use moleculab::core::catalog::{BondKind, Catalog, Element};
use moleculab::core::models::ids::AtomId;
use moleculab::core::physics::params::SimulationParamsUpdate;
use moleculab::engine::config::EngineConfigBuilder;
use moleculab::engine::error::EngineError;
use moleculab::engine::events::EngineEvent;
use moleculab::engine::interaction::{InteractionMode, InteractionOutcome};
use moleculab::engine::sandbox::SandboxEngine;
use moleculab::engine::snapshot::Snapshot;
use nalgebra::{Point3, Vector3};
use rand::rngs::StdRng;
use rand::{Rng, SeedableRng};
use std::collections::{BTreeSet, HashSet};

fn assert_invariants(snapshot: &Snapshot) {
    let atom_ids: BTreeSet<AtomId> = snapshot.atoms.iter().map(|a| a.id).collect();
    assert_eq!(atom_ids.len(), snapshot.atoms.len(), "duplicate atom ids");

    let mut pairs = HashSet::new();
    for bond in &snapshot.bonds {
        assert_ne!(bond.atom1_id, bond.atom2_id, "self bond {}", bond.id);
        assert!(atom_ids.contains(&bond.atom1_id), "dangling bond {}", bond.id);
        assert!(atom_ids.contains(&bond.atom2_id), "dangling bond {}", bond.id);
        let pair = if bond.atom1_id < bond.atom2_id {
            (bond.atom1_id, bond.atom2_id)
        } else {
            (bond.atom2_id, bond.atom1_id)
        };
        assert!(pairs.insert(pair), "two bonds share pair {pair:?}");
    }

    for id in &snapshot.selection {
        assert!(atom_ids.contains(id), "selected atom {id} does not exist");
    }

    let ordered: Vec<AtomId> = snapshot.atoms.iter().map(|a| a.id).collect();
    assert!(ordered.windows(2).all(|w| w[0] < w[1]), "atoms out of creation order");
}

fn random_point(rng: &mut StdRng) -> Point3<f64> {
    Point3::new(
        rng.gen_range(-6.0..6.0),
        rng.gen_range(-6.0..6.0),
        rng.gen_range(-6.0..6.0),
    )
}

#[test]
fn random_operation_sequences_preserve_graph_invariants() {
    for seed in 0..20u64 {
        let mut rng = StdRng::seed_from_u64(seed);
        let mut engine =
            SandboxEngine::new(EngineConfigBuilder::new().seed(seed).build().unwrap());
        let mut issued: Vec<AtomId> = Vec::new();

        for _ in 0..300 {
            match rng.gen_range(0..10) {
                0 | 1 => {
                    let element = Element::ALL[rng.gen_range(0..Element::COUNT)];
                    let id = engine.place_atom(element, random_point(&mut rng)).unwrap();
                    issued.push(id);
                }
                2 | 3 if !issued.is_empty() => {
                    let id = issued[rng.gen_range(0..issued.len())];
                    let _ = engine.toggle_selection(id);
                }
                4 => {
                    let kind = BondKind::ALL[rng.gen_range(0..BondKind::COUNT)];
                    let _ = engine.create_bond(kind);
                }
                5 if !issued.is_empty() => {
                    let id = issued[rng.gen_range(0..issued.len())];
                    engine.remove_atom(id);
                }
                6 => {
                    let mode = [
                        InteractionMode::Select,
                        InteractionMode::Add,
                        InteractionMode::Delete,
                    ][rng.gen_range(0..3)];
                    engine.set_mode(mode);
                    let origin = random_point(&mut rng) * 3.0;
                    let direction = Point3::origin() - origin;
                    if let Ok(InteractionOutcome::Added(id)) =
                        engine.cast_interaction(origin, direction)
                    {
                        issued.push(id);
                    }
                }
                7 => {
                    engine.start();
                }
                8 => {
                    engine.tick(rng.gen_range(0.0..0.2)).unwrap();
                }
                9 if rng.gen_bool(0.05) => engine.clear_workspace(),
                _ => engine.stop(),
            }
            assert_invariants(&engine.snapshot());
        }
    }
}

#[test]
fn bonded_atom_removal_leaves_no_bonds() {
    let mut engine = SandboxEngine::default();
    let a = engine.place_atom(Element::Carbon, Point3::origin()).unwrap();
    let b = engine
        .place_atom(Element::Carbon, Point3::new(1.54, 0.0, 0.0))
        .unwrap();
    engine.toggle_selection(a).unwrap();
    engine.toggle_selection(b).unwrap();
    engine.bond_selection().unwrap();

    engine.remove_atom(b);

    assert_eq!(engine.store().bond_count(), 0);
    assert_invariants(&engine.snapshot());
}

#[test]
fn every_removal_is_announced_before_its_atom() {
    let mut engine = SandboxEngine::default();
    let center = engine.place_atom(Element::Carbon, Point3::origin()).unwrap();
    let mut bond_ids = Vec::new();
    for x in [1.0, -1.0, 2.0] {
        let leaf = engine
            .place_atom(Element::Hydrogen, Point3::new(x, 1.0, 0.0))
            .unwrap();
        engine.toggle_selection(center).unwrap();
        engine.toggle_selection(leaf).unwrap();
        bond_ids.push(engine.create_bond(BondKind::Single).unwrap());
    }
    engine.take_events();

    engine.set_mode(InteractionMode::Delete);
    engine
        .cast_interaction(Point3::new(0.0, 0.0, -10.0), Vector3::z())
        .unwrap();

    let mut expected: Vec<EngineEvent> = bond_ids
        .into_iter()
        .map(|id| EngineEvent::BondRemoved { id })
        .collect();
    expected.push(EngineEvent::AtomRemoved { id: center });
    assert_eq!(engine.take_events(), expected);
}

#[test]
fn custom_catalog_parameters_flow_into_new_bonds() {
    let mut toml = String::new();
    for element in Element::ALL {
        let spec = element.builtin_spec();
        toml.push_str(&format!(
            "[elements.{}]\ncolor = \"{}\"\nradius = {:?}\nmass = {:?}\nelectronegativity = {:?}\nvalence = {}\n\n",
            element.symbol(),
            spec.color,
            spec.radius,
            spec.mass,
            spec.electronegativity,
            spec.valence
        ));
    }
    for kind in BondKind::ALL {
        let spec = kind.builtin_spec();
        let strength = if kind == BondKind::Single { 100.0 } else { spec.strength };
        toml.push_str(&format!(
            "[bonds.{}]\nstrength = {:?}\nlength = {:?}\n\n",
            kind.as_str(),
            strength,
            spec.length
        ));
    }
    let catalog = Catalog::from_toml_str(&toml).unwrap();
    let mut engine =
        SandboxEngine::new(EngineConfigBuilder::new().catalog(catalog).build().unwrap());

    let a = engine.place_atom(Element::Carbon, Point3::origin()).unwrap();
    let b = engine
        .place_atom(Element::Carbon, Point3::new(2.54, 0.0, 0.0))
        .unwrap();
    engine.toggle_selection(a).unwrap();
    engine.toggle_selection(b).unwrap();
    engine.create_bond(BondKind::Single).unwrap();

    let bond = &engine.snapshot().bonds[0];
    assert_eq!(bond.strength, 100.0);
    assert!((engine.energy().potential - 100.0).abs() < 1e-9);
}

#[test]
fn parameter_updates_are_all_or_nothing() {
    let mut engine = SandboxEngine::default();
    let before = engine.snapshot();

    let result = engine.set_params(
        &SimulationParamsUpdate::default()
            .temperature(310.0)
            .time_scale(-1.0),
    );

    assert!(matches!(result, Err(EngineError::InvalidParameter(_))));
    assert_eq!(engine.snapshot(), before);
}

* * * * * * *

### EXERCISE DETAILS
Reproduce each line above that contains "pairs".

### ANSWER AREA
    let mut pairs = HashSet::new();
        assert!(pairs.insert(pair), "two bonds share pair {pair:?}");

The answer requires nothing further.